Wednesday, October 21, 2009

Rob Wilson and the American Sublime

I'm not sure if Rob Wilson's The American Sublime is a good book, but it's definitely a tiresome one. It's written in that hyper-theoretical style that distances itself from making immediate sense. That isn't to say it doesn't make sense, but the reader who struggles mightily through the dense, jargon-laden, poorly-crafted prose is often not quite sure. And by "the reader," I mean me. And a good example comes quickly; here's the first sentence of the introduction:

"If there is strength in America's size and numbers, there is also a threat posed to the subject of that sublimity: "Hey you! I say to the H-bomb. / Miami Vice says to me" is the way Bob Perelman stages this struggle between the democratic ego and the forces of technology and information that now threaten to magnify, dwarf, and abolish it."

Prose this bad should never have been published. I'm driven crazy by the first use of the word "that." What does "that" refer to? Well, America's "size and numbers." And why does the author so boldly assume the reader is going to agree that America's size and numbers are sublime? It would seem the author's priority, as an academic writer, would be to support such an assumption rather than sneak it in. And to develop a complex argument by both refusing to state it and relying on a poetic snippet to (barely) exemplify it is inefficient and off-putting. All of the parts of the book I read utilized this same frustrating style. There's also a befuddling attempt on Wilson's part to employ the word sublime in some form or another in nearly every sentence.

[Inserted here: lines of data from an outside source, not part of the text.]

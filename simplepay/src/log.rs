//! Structured transaction log records.
//!
//! Every component describes what it did as a [`LogRecord`]: a flat, ordered
//! list of `(key, value)` pairs plus the correlation fields order reference,
//! transaction id, interface name and timestamp. Nested JSON is flattened
//! with underscore-joined paths (`payment.card.number` becomes
//! `payment_card_number`).
//!
//! Secret-bearing keys are dropped while the record is built, so no
//! [`Logger`] implementation can ever see them. Long digit runs that look
//! like card numbers are masked down to their last four digits.
//!
//! Records are handed to a [`Logger`]. [`TracingLogger`] forwards them as
//! `tracing` events on the `simplepay::transaction` target; [`MemoryLogger`]
//! keeps them for inspection. Writing log files is left to the application,
//! which can use [`LogRecord::lines`] for the classic pipe-separated format.
//!
//! # Examples
//!
//! ```
//! use serde_json::json;
//! use simplepay::log::LogRecord;
//!
//! let record = LogRecord::new("start")
//!     .with_order_ref("101")
//!     .with_value("", &json!({"payment": {"card": {"cardSecret": "s3cr3t", "holder": "A"}}}));
//!
//! assert_eq!(record.get("payment_card_holder"), Some("A"));
//! assert!(record.get("payment_card_cardSecret").is_none());
//! ```

use std::{
    fmt,
    sync::{Arc, Mutex, PoisonError},
};

use chrono::{DateTime, Utc};
use serde_json::Value;

/// Keys never written to a record, compared without case.
pub const DENYLIST: &[&str] = &["cardSecret", "secretKey", "secret_key", "merchantKey"];

/// Sink for log records.
pub trait Logger: Send + Sync {
    /// Accepts one record.
    fn log(&self, record: &LogRecord);
}

impl<L: Logger + ?Sized> Logger for Arc<L> {
    fn log(&self, record: &LogRecord) {
        (**self).log(record);
    }
}

impl<L: Logger + ?Sized> Logger for &L {
    fn log(&self, record: &LogRecord) {
        (**self).log(record);
    }
}

/// One log record with its correlation fields.
#[derive(Debug, Clone, PartialEq)]
pub struct LogRecord {
    /// Merchant order reference.
    pub order_ref: String,
    /// Gateway transaction id.
    pub transaction_id: String,
    /// Interface that produced the record, e.g. `start` or `backref`.
    pub interface: String,
    /// Creation time.
    pub timestamp: DateTime<Utc>,
    entries: Vec<(String, String)>,
}

impl LogRecord {
    /// Creates an empty record stamped with the current time.
    #[must_use]
    #[allow(
        clippy::impl_trait_in_params,
        reason = "impl Into<String> is idiomatic for builder methods"
    )]
    pub fn new(interface: impl Into<String>) -> Self {
        Self {
            order_ref: String::new(),
            transaction_id: String::new(),
            interface: interface.into(),
            timestamp: Utc::now(),
            entries: Vec::new(),
        }
    }

    /// Sets the order reference.
    #[must_use]
    #[allow(
        clippy::impl_trait_in_params,
        reason = "impl Into<String> is idiomatic for builder methods"
    )]
    pub fn with_order_ref(mut self, order_ref: impl Into<String>) -> Self {
        self.order_ref = order_ref.into();
        self
    }

    /// Sets the transaction id.
    #[must_use]
    #[allow(
        clippy::impl_trait_in_params,
        reason = "impl Into<String> is idiomatic for builder methods"
    )]
    pub fn with_transaction_id(mut self, transaction_id: impl Into<String>) -> Self {
        self.transaction_id = transaction_id.into();
        self
    }

    /// Overrides the timestamp.
    #[must_use]
    pub fn with_timestamp(mut self, timestamp: DateTime<Utc>) -> Self {
        self.timestamp = timestamp;
        self
    }

    /// Appends one entry unless its key is denylisted.
    #[must_use]
    #[allow(
        clippy::impl_trait_in_params,
        reason = "impl Into<String> is idiomatic for builder methods"
    )]
    pub fn with_entry(mut self, key: impl Into<String>, value: impl fmt::Display) -> Self {
        self.push(key.into(), value.to_string());
        self
    }

    /// Flattens `value` under `prefix` and appends every leaf.
    ///
    /// An empty prefix flattens an object's keys at top level. Array
    /// elements are keyed by index. Denylisted keys are skipped together
    /// with everything below them, as is everything under a denylisted prefix.
    #[must_use]
    pub fn with_value(mut self, prefix: &str, value: &Value) -> Self {
        if is_denied_path(prefix) {
            return self;
        }
        self.flatten(prefix.to_owned(), value);
        self
    }

    fn flatten(&mut self, path: String, value: &Value) {
        match value {
            Value::Object(map) => {
                for (key, child) in map {
                    if is_denied_path(key) {
                        continue;
                    }
                    self.flatten(join(&path, key), child);
                }
            }
            Value::Array(items) => {
                for (index, child) in items.iter().enumerate() {
                    self.flatten(join(&path, &index.to_string()), child);
                }
            }
            Value::String(text) => self.push(path, text.clone()),
            Value::Null => self.push(path, String::new()),
            other => self.push(path, other.to_string()),
        }
    }

    fn push(&mut self, key: String, value: String) {
        if key.is_empty() || is_denied_path(&key) {
            return;
        }
        self.entries.push((key, mask_card_numbers(&value)));
    }

    /// Entries in insertion order.
    #[must_use]
    pub fn entries(&self) -> &[(String, String)] {
        &self.entries
    }

    /// Value of the first entry with `key`.
    #[must_use]
    pub fn get(&self, key: &str) -> Option<&str> {
        self.entries.iter().find(|(name, _)| name == key).map(|(_, value)| value.as_str())
    }

    /// Renders `orderRef|transactionId|interface|timestamp|key|value`, one line per entry.
    #[must_use]
    pub fn lines(&self) -> Vec<String> {
        let stamp = self.timestamp.format("%Y-%m-%d %H:%M:%S");
        self.entries
            .iter()
            .map(|(key, value)| {
                format!(
                    "{}|{}|{}|{stamp}|{key}|{}",
                    self.order_ref,
                    self.transaction_id,
                    self.interface,
                    value.replace(['\r', '\n'], " ")
                )
            })
            .collect()
    }
}

fn join(path: &str, key: &str) -> String {
    if path.is_empty() { key.to_owned() } else { format!("{path}_{key}") }
}

/// `true` when any `_`-separated run of segments in `path` is denylisted.
fn is_denied_path(path: &str) -> bool {
    let segments: Vec<String> = path.split('_').map(str::to_ascii_lowercase).collect();
    DENYLIST.iter().any(|denied| {
        let needle: Vec<String> = denied.split('_').map(str::to_ascii_lowercase).collect();
        segments.windows(needle.len()).any(|window| window == needle.as_slice())
    })
}

/// Copy of `value` with every denylisted key removed, at any depth.
#[must_use]
pub fn redact_json(value: &Value) -> Value {
    match value {
        Value::Object(map) => Value::Object(
            map.iter()
                .filter(|(key, _)| !is_denied_path(key))
                .map(|(key, child)| (key.clone(), redact_json(child)))
                .collect(),
        ),
        Value::Array(items) => Value::Array(items.iter().map(redact_json).collect()),
        other => other.clone(),
    }
}

/// Redacts JSON text for logging. Text that is not JSON is returned unchanged.
#[must_use]
pub fn redact_json_text(text: &str) -> String {
    match serde_json::from_str::<Value>(text) {
        Ok(value @ (Value::Object(_) | Value::Array(_))) => redact_json(&value).to_string(),
        _ => text.to_owned(),
    }
}

/// Masks digit runs of 13 to 19 characters, keeping the last four digits.
#[must_use]
pub fn mask_card_numbers(input: &str) -> String {
    let mut output = String::with_capacity(input.len());
    let mut run = String::new();

    let flush = |run: &mut String, output: &mut String| {
        if (13..=19).contains(&run.len()) {
            let keep = run.len() - 4;
            output.extend(std::iter::repeat_n('X', keep));
            output.push_str(run.get(keep..).unwrap_or_default());
        } else {
            output.push_str(run);
        }
        run.clear();
    };

    for ch in input.chars() {
        if ch.is_ascii_digit() {
            run.push(ch);
        } else {
            flush(&mut run, &mut output);
            output.push(ch);
        }
    }
    flush(&mut run, &mut output);
    output
}

/// Forwards records to `tracing`, one event per entry.
#[derive(Debug, Clone, Copy, Default)]
pub struct TracingLogger;

impl Logger for TracingLogger {
    fn log(&self, record: &LogRecord) {
        for (key, value) in &record.entries {
            tracing::info!(
                target: "simplepay::transaction",
                order_ref = %record.order_ref,
                transaction_id = %record.transaction_id,
                interface = %record.interface,
                timestamp = %record.timestamp.to_rfc3339(),
                key = %key,
                value = %value,
                "LOG"
            );
        }
    }
}

/// Keeps records in memory.
#[derive(Debug, Default)]
pub struct MemoryLogger {
    records: Mutex<Vec<LogRecord>>,
}

impl MemoryLogger {
    /// Creates an empty logger.
    #[must_use]
    pub fn new() -> Self {
        Self::default()
    }

    /// Copy of every record received so far.
    #[must_use]
    pub fn records(&self) -> Vec<LogRecord> {
        self.records.lock().unwrap_or_else(PoisonError::into_inner).clone()
    }

    /// Every rendered line of every record.
    #[must_use]
    pub fn lines(&self) -> Vec<String> {
        self.records().iter().flat_map(LogRecord::lines).collect()
    }
}

impl Logger for MemoryLogger {
    fn log(&self, record: &LogRecord) {
        self.records.lock().unwrap_or_else(PoisonError::into_inner).push(record.clone());
    }
}

#[cfg(test)]
mod tests {
    use chrono::TimeZone;
    use serde_json::json;

    use super::*;

    #[test]
    fn test_flatten_nested_paths() {
        let record = LogRecord::new("start").with_value(
            "",
            &json!({"orderRef": "101", "items": [{"ref": "A"}, {"ref": "B"}], "total": 12.5}),
        );
        assert_eq!(record.get("orderRef"), Some("101"));
        assert_eq!(record.get("items_0_ref"), Some("A"));
        assert_eq!(record.get("items_1_ref"), Some("B"));
        assert_eq!(record.get("total"), Some("12.5"));
    }

    #[test]
    fn test_card_secret_never_logged() {
        let record = LogRecord::new("start")
            .with_value("", &json!({"payment": {"card": {"cardSecret": "x", "last4": "1111"}}}))
            .with_value("payment_card", &json!({"CARDSECRET": "y"}))
            .with_entry("payment_card_cardSecret", "z")
            .with_value("payment_card_cardSecret", &json!("w"));

        assert!(record.entries().iter().all(|(key, _)| !key.to_lowercase().contains("cardsecret")));
        assert_eq!(record.get("payment_card_last4"), Some("1111"));
    }

    #[test]
    fn test_denylisted_segment_anywhere_in_path_dropped() {
        let record = LogRecord::new("start")
            .with_value("payment_card_cardSecret", &json!({"value": "s3cr3t"}))
            .with_entry("cardSecret_raw", "s3cr3t2")
            .with_entry("HUF_SECRET_KEY_old", "k")
            .with_value("", &json!({"wrap": {"cardSecret_copy": "s3cr3t3"}, "secret": "kept"}));

        assert_eq!(record.entries(), &[("secret".to_owned(), "kept".to_owned())]);
        assert!(record.lines().iter().all(|line| !line.contains("s3cr3t")));
    }

    #[test]
    fn test_secret_key_entries_dropped() {
        let record = LogRecord::new("config").with_entry("HUF_SECRET_KEY", "k").with_entry("secretKey", "k");
        assert!(record.entries().is_empty());
    }

    #[test]
    fn test_redact_json_text() {
        let text = r#"{"orderRef":"1","card":{"cardSecret":"x","last4":"1111"}}"#;
        let redacted = redact_json_text(text);
        assert!(!redacted.contains("cardSecret"));
        assert!(redacted.contains("last4"));
        assert_eq!(redact_json_text("plain"), "plain");
    }

    #[test]
    fn test_mask_card_numbers() {
        assert_eq!(mask_card_numbers("card 4908366099900425 ok"), "card XXXXXXXXXXXX0425 ok");
        assert_eq!(mask_card_numbers("order 101010514"), "order 101010514");
    }

    #[test]
    fn test_lines_format() {
        let record = LogRecord::new("finish")
            .with_order_ref("101")
            .with_transaction_id("5000")
            .with_timestamp(Utc.with_ymd_and_hms(2024, 3, 1, 12, 30, 5).unwrap())
            .with_entry("callState", "PREPARE")
            .with_entry("note", "a\nb");
        assert_eq!(
            record.lines(),
            ["101|5000|finish|2024-03-01 12:30:05|callState|PREPARE", "101|5000|finish|2024-03-01 12:30:05|note|a b"]
        );
    }

    #[test]
    fn test_memory_logger_shared() {
        let logger = Arc::new(MemoryLogger::new());
        let shared: Arc<MemoryLogger> = Arc::clone(&logger);
        shared.log(&LogRecord::new("ipn").with_entry("k", "v"));
        assert_eq!(logger.records().len(), 1);
        assert_eq!(logger.lines().len(), 1);
    }
}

If value must be found in the opening sentence, it is that it gestures toward Wilson's primary argument (if parsed very carefully). According to Wilson, the American sublime involves one's interaction with a vast landscape of nature and technology that gets internalized, creating a subject implicated in American power and ambition. Through the twentieth century, the form of the sublime changes strategies in its relationship with American power, ending with postmodernism, which challenges "the long-standing American sacralization of force" (10).

I'm honestly not certain what I make of this argument, as it often comes across as tautological. For example, one of Wilson's goals is "to provide a definition of the American sublime as a poetic genre that implicates the lyric ego in the production of America as a site of the sublime" (9). So the sublime produces the sublime? Um, okay.